There are currently conflicting opinions about levels of education and literacy in European cultures. Lyons argues that educational reforms had little impact in France until 1880s and argues that literacy levels were low before this time.[1] Darnton however, points out that in 1789 there were 500 free primary schools in Paris; one for every one thousand inhabitants.[2] Paris was a city of readers although their reading habits did not produce evidence in archives for historians. They read chapbooks, broadsides, posters, personal letters, and street signs.[3] Ideas about literacy and learning have changed greatly. Reading and writing were not always taught in conjunction. In the 17th and 18th centuries reading was taught first and was to allow access to the Word of God in Latin. [4]

The experience in Sweden was better recorded. Church records show that by 1770 80-95 percent of the population could read and respond adequately when queried about religious texts. Only 20 percent of these could write and only a small fraction had received formal schooling. Literacy was achieved informally in the home and passed on.[5]
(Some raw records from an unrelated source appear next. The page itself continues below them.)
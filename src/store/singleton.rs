//! Singleton store: at most one value
//!
//! An absent value is a legitimate state and persists as a `null` payload.

use std::sync::Arc;

use parking_lot::Mutex;
use serde::de::DeserializeOwned;
use serde::Serialize;
use tracing::warn;

use super::builder::StoreBuilder;
use super::errors::StoreResult;
use super::lifecycle::{LoadOutcome, StoreState};
use super::options::{Mutation, StoreOptions};
use super::pipeline::{error_chain, Pipeline, StoreCore};
use crate::metadata::{StoreMetadata, StoreShape};
use crate::storage::StorageService;

struct Slot<T> {
    meta: StoreMetadata<T>,
    state: StoreState,
}

pub struct SingletonStore<T> {
    core: StoreCore,
    slot: Mutex<Slot<T>>,
}

impl<T> SingletonStore<T>
where
    T: Serialize + DeserializeOwned + Clone + Send,
{
    pub fn new(
        uid: impl Into<String>,
        payload_type_version: u32,
        storage: Arc<dyn StorageService>,
    ) -> StoreResult<Self> {
        StoreBuilder::new(uid, payload_type_version)
            .storage(storage)
            .singleton()
    }

    pub(crate) fn from_core(core: StoreCore) -> Self {
        let meta = StoreMetadata::new(core.uid.clone(), core.version, StoreShape::Singleton);
        Self {
            core,
            slot: Mutex::new(Slot {
                meta,
                state: StoreState::Transient,
            }),
        }
    }

    pub fn uid(&self) -> &str {
        &self.core.uid
    }

    pub fn options(&self) -> StoreOptions {
        self.core.options
    }

    pub fn state(&self) -> StoreState {
        self.slot.lock().state
    }

    pub fn metadata(&self) -> StoreMetadata<()> {
        self.slot.lock().meta.header()
    }

    pub fn size_on_disk(&self) -> StoreResult<u64> {
        self.core.size_on_disk()
    }

    /// Loads, migrates and binds the stored value.
    ///
    /// A stored `null` loads as "no value" and still counts as loaded.
    pub fn load(&self) -> StoreResult<LoadOutcome> {
        let mut slot = self.slot.lock();

        let loaded = match self
            .core
            .load_with(|codec, doc| codec.decode_singleton::<T>(doc))?
        {
            Pipeline::Empty => return Ok(LoadOutcome::Empty),
            Pipeline::Skipped(err) => return Ok(LoadOutcome::Skipped(err)),
            Pipeline::Loaded(loaded) => loaded,
        };

        slot.meta.replace_payload(loaded.payload);
        slot.meta.restore_timestamps(loaded.created, loaded.modified);
        slot.state = StoreState::Loaded;

        if loaded.migrated && self.core.options.auto_save {
            self.persist_logged(&mut slot);
        }

        Ok(LoadOutcome::Loaded {
            source_version: loaded.source_version,
            migrated: loaded.migrated,
        })
    }

    pub fn save(&self) -> StoreResult<()> {
        let mut slot = self.slot.lock();
        self.persist_locked(&mut slot)
    }

    /// Deletes the backing storage and discards the store.
    pub fn drop_store(self) -> StoreResult<()> {
        self.delete_storage()
    }

    pub(crate) fn delete_storage(&self) -> StoreResult<()> {
        let _slot = self.slot.lock();
        self.core.delete()
    }

    fn persist_locked(&self, slot: &mut Slot<T>) -> StoreResult<()> {
        self.core
            .write(&mut slot.meta, |codec, payload| codec.encode_singleton(payload))?;
        slot.state = StoreState::Persisted;
        Ok(())
    }

    fn persist_logged(&self, slot: &mut Slot<T>) {
        if let Err(err) = self.persist_locked(slot) {
            warn!(uid = %self.core.uid, code = err.code(), error = %error_chain(&err), "Auto-save failed");
        }
    }

    /// Replaces the value and returns the previous one.
    ///
    /// Passing `None` clears. Persists in auto-save mode even when the
    /// value is unchanged.
    pub fn set(&self, value: Option<T>) -> Option<T> {
        let mut slot = self.slot.lock();
        let previous = slot.meta.replace_payload(value);
        slot.state = StoreState::Mutated;
        if self.core.options.should_persist(Mutation::Reset, true) {
            self.persist_logged(&mut slot);
        }
        previous
    }

    pub fn replace(&self, value: T) -> Option<T> {
        self.set(Some(value))
    }

    /// Applies `f` to the current value under the store lock.
    ///
    /// `f` receives a copy, so the stored value survives if it panics.
    pub fn update(&self, f: impl FnOnce(Option<T>) -> Option<T>) {
        let mut slot = self.slot.lock();
        let next = f(slot.meta.payload().cloned());
        slot.meta.replace_payload(next);
        slot.state = StoreState::Mutated;
        if self.core.options.should_persist(Mutation::Reset, true) {
            self.persist_logged(&mut slot);
        }
    }

    pub fn clear(&self) -> Option<T> {
        self.set(None)
    }

    pub fn get(&self) -> Option<T> {
        self.slot.lock().meta.payload().cloned()
    }

    pub fn is_empty(&self) -> bool {
        !self.slot.lock().meta.has_payload()
    }
}

impl<T> std::fmt::Debug for SingletonStore<T> {
    fn fmt(&self, f: &mut std::fmt::Formatter<'_>) -> std::fmt::Result {
        f.debug_struct("SingletonStore")
            .field("uid", &self.core.uid)
            .field("version", &self.core.version)
            .finish_non_exhaustive()
    }
}
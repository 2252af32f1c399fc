//! Persisted envelope wire format
//!
//! ```json
//! {
//!   "class": "stashdb.StoreMetadata",
//!   "uid": "users",
//!   "payloadTypeVersion": 2,
//!   "singleton": false,
//!   "created": "2024-01-01T00:00:00Z",
//!   "modified": "2024-01-02T00:00:00Z",
//!   "payload": [ ... ]
//! }
//! ```
//!
//! The loader checks `class` and `payloadTypeVersion` before touching the
//! payload.

use chrono::{DateTime, Utc};

use super::errors::{EnvelopeError, EnvelopeResult};
use super::types::{StoreMetadata, StoreShape};
use crate::document::{Document, DocumentMap};

/// Discriminator every stashdb envelope must carry.
pub const ENVELOPE_CLASS: &str = "stashdb.StoreMetadata";

pub const FIELD_CLASS: &str = "class";
pub const FIELD_UID: &str = "uid";
pub const FIELD_VERSION: &str = "payloadTypeVersion";
pub const FIELD_SINGLETON: &str = "singleton";
pub const FIELD_CREATED: &str = "created";
pub const FIELD_MODIFIED: &str = "modified";
pub const FIELD_PAYLOAD: &str = "payload";

/// A decoded envelope whose payload is still untyped.
#[derive(Debug, Clone)]
pub struct RawEnvelope {
    pub uid: Option<String>,
    pub payload_type_version: u32,
    pub singleton: Option<bool>,
    pub created: Option<DateTime<Utc>>,
    pub modified: Option<DateTime<Utc>>,
    pub payload: Document,
}

impl RawEnvelope {
    /// Parses envelope text and validates the header fields.
    pub fn parse(text: &str) -> EnvelopeResult<Self> {
        Self::from_document(Document::parse(text)?)
    }

    pub fn from_document(doc: Document) -> EnvelopeResult<Self> {
        let found = doc.type_name();
        let Document::Mapping(mut map) = doc else {
            return Err(EnvelopeError::NotAnObject { found });
        };

        match map.get(FIELD_CLASS) {
            None => return Err(EnvelopeError::MissingClass),
            Some(Document::String(class)) if class == ENVELOPE_CLASS => {}
            Some(other) => {
                return Err(EnvelopeError::ClassMismatch {
                    expected: ENVELOPE_CLASS,
                    found: describe(other),
                })
            }
        }

        let payload_type_version = match map.get(FIELD_VERSION) {
            None | Some(Document::Null) => return Err(EnvelopeError::MissingVersion),
            Some(v) => v
                .as_u64()
                .and_then(|n| u32::try_from(n).ok())
                .ok_or_else(|| EnvelopeError::InvalidVersion { found: describe(v) })?,
        };

        let uid = map.get(FIELD_UID).and_then(Document::as_str).map(str::to_string);
        let singleton = map.get(FIELD_SINGLETON).and_then(Document::as_bool);
        let created = timestamp(&map, FIELD_CREATED)?;
        let modified = timestamp(&map, FIELD_MODIFIED)?;
        let payload = map.remove(FIELD_PAYLOAD).unwrap_or(Document::Null);

        Ok(Self {
            uid,
            payload_type_version,
            singleton,
            created,
            modified,
            payload,
        })
    }

    /// Rejects an envelope written by a store of the other shape.
    ///
    /// Envelopes without a `singleton` flag are accepted for either shape.
    pub fn check_shape(&self, expected: StoreShape) -> EnvelopeResult<()> {
        match self.singleton.map(StoreShape::from_singleton_flag) {
            Some(found) if found != expected => Err(EnvelopeError::ShapeMismatch {
                expected: expected.as_str(),
                found: found.as_str(),
            }),
            _ => Ok(()),
        }
    }
}

/// Builds the envelope document for a metadata header and encoded payload.
pub fn envelope_document<T>(meta: &StoreMetadata<T>, payload: Document) -> Document {
    let mut map = DocumentMap::with_capacity(7);
    map.insert(FIELD_CLASS, Document::from(ENVELOPE_CLASS));
    map.insert(FIELD_UID, Document::from(meta.uid()));
    map.insert(FIELD_VERSION, Document::from(u64::from(meta.payload_type_version())));
    map.insert(FIELD_SINGLETON, Document::from(meta.is_singleton()));
    map.insert(FIELD_CREATED, Document::from(meta.created().to_rfc3339()));
    if let Some(modified) = meta.modified() {
        map.insert(FIELD_MODIFIED, Document::from(modified.to_rfc3339()));
    }
    map.insert(FIELD_PAYLOAD, payload);
    Document::Mapping(map)
}

fn timestamp(map: &DocumentMap, field: &'static str) -> EnvelopeResult<Option<DateTime<Utc>>> {
    match map.get(field) {
        None | Some(Document::Null) => Ok(None),
        Some(Document::String(s)) => DateTime::parse_from_rfc3339(s)
            .map(|t| Some(t.with_timezone(&Utc)))
            .map_err(|_| EnvelopeError::InvalidTimestamp {
                field,
                value: s.clone(),
            }),
        Some(other) => Err(EnvelopeError::InvalidTimestamp {
            field,
            value: describe(other),
        }),
    }
}

fn describe(doc: &Document) -> String {
    doc.to_json_string()
}
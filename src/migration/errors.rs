//! Migration error types
//!
//! Error codes:
//! - STASH_VERSION_INVERSION (FATAL) - stored version newer than code
//! - STASH_MIGRATION_FAILED (FATAL) - a handler rejected the document
//! - STASH_MIGRATION_PAYLOAD_SHAPE (ERROR) - collection payload is not a sequence

use thiserror::Error;

use crate::document::DocumentError;

/// Result type for migration operations
pub type MigrationResult<T> = Result<T, MigrationError>;

/// Error returned by a single migration handler.
#[derive(Debug, Error)]
pub enum MigrationStepError {
    #[error(transparent)]
    Document(#[from] DocumentError),

    #[error("{0}")]
    Invalid(String),
}

impl MigrationStepError {
    pub fn invalid(message: impl Into<String>) -> Self {
        MigrationStepError::Invalid(message.into())
    }
}

#[derive(Debug, Error)]
pub enum MigrationError {
    /// Persisted schema is newer than the running code
    #[error("Store '{uid}': stored payload version {stored} is newer than code version {current}")]
    VersionInversion { uid: String, stored: u32, current: u32 },

    /// A handler failed; the load must not proceed
    #[error("Store '{uid}': migration from version {version} failed{}: {source}", element_suffix(.element))]
    Failed {
        uid: String,
        version: u32,
        element: Option<usize>,
        #[source]
        source: MigrationStepError,
    },

    /// Collection payload is something other than a sequence
    #[error("Store '{uid}': collection payload must be a sequence, found {found}")]
    PayloadShape { uid: String, found: &'static str },

    /// Two handlers registered for the same source version
    #[error("Migration handler for version {0} is already registered")]
    DuplicateHandler(u32),
}

fn element_suffix(element: &Option<usize>) -> String {
    match element {
        Some(idx) => format!(" at element {}", idx),
        None => String::new(),
    }
}

impl MigrationError {
    /// Returns the string code for this error
    pub fn code(&self) -> &'static str {
        match self {
            MigrationError::VersionInversion { .. } => "STASH_VERSION_INVERSION",
            MigrationError::Failed { .. } => "STASH_MIGRATION_FAILED",
            MigrationError::PayloadShape { .. } => "STASH_MIGRATION_PAYLOAD_SHAPE",
            MigrationError::DuplicateHandler(_) => "STASH_DUPLICATE_HANDLER",
        }
    }

    /// Whether continuing would risk silent data loss on the next save
    pub fn is_fatal(&self) -> bool {
        matches!(
            self,
            MigrationError::VersionInversion { .. } | MigrationError::Failed { .. }
        )
    }
}

#[cfg(test)]
mod tests {
    use super::*;

    #[test]
    fn test_failed_display_includes_context() {
        let err = MigrationError::Failed {
            uid: "users".into(),
            version: 3,
            element: Some(7),
            source: MigrationStepError::invalid("bad id"),
        };
        let display = err.to_string();
        assert!(display.contains("users"));
        assert!(display.contains("version 3"));
        assert!(display.contains("element 7"));
        assert!(display.contains("bad id"));
        assert!(err.is_fatal());
    }

    #[test]
    fn test_payload_shape_not_fatal() {
        let err = MigrationError::PayloadShape {
            uid: "u".into(),
            found: "mapping",
        };
        assert!(!err.is_fatal());
        assert_eq!(err.code(), "STASH_MIGRATION_PAYLOAD_SHAPE");
    }
}
//! Storage error types
//!
//! Error codes:
//! - STASH_STORAGE_IO (ERROR) - backing location could not be read or written

use std::io;

use thiserror::Error;

/// Result type for storage operations
pub type StorageResult<T> = Result<T, StorageError>;

#[derive(Debug, Error)]
pub enum StorageError {
    #[error("I/O error at '{location}': {source}")]
    Io {
        location: String,
        #[source]
        source: io::Error,
    },

    #[error("Content at '{location}' is not valid UTF-8")]
    Encoding { location: String },
}

impl StorageError {
    pub fn io(location: impl Into<String>, source: io::Error) -> Self {
        StorageError::Io {
            location: location.into(),
            source,
        }
    }

    /// Returns the string code for this error
    pub fn code(&self) -> &'static str {
        "STASH_STORAGE_IO"
    }

    pub fn location(&self) -> &str {
        match self {
            StorageError::Io { location, .. } | StorageError::Encoding { location } => location,
        }
    }
}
Informal learning also took place in England where labourers taught themselves and one another in workshops and fields. [6] This system paired with a practice of teaching reading before writing, combined with children often beginning working at the age of six or seven leads to literacy levels that are impossible to accurately gauge. Much of the early reading public could not sign their names.[7]


Notes

  1. Lyons, Martyn. “New Readers in the Nineteenth Century: Women, Children, Workers.” Edited by Cavallo, Guglielmo and Roger Chartier. A History of Reading in the West. (1999). 324.
  2. Darnton, Robert. "First Steps Toward a History of Reading." The Kiss of Lamourette. (1991). 163.
  3. Ibid.163.
  4. Ibid.175.
  5. Ibid.174.
  6. Ibid.174.
  7. Ibid.174.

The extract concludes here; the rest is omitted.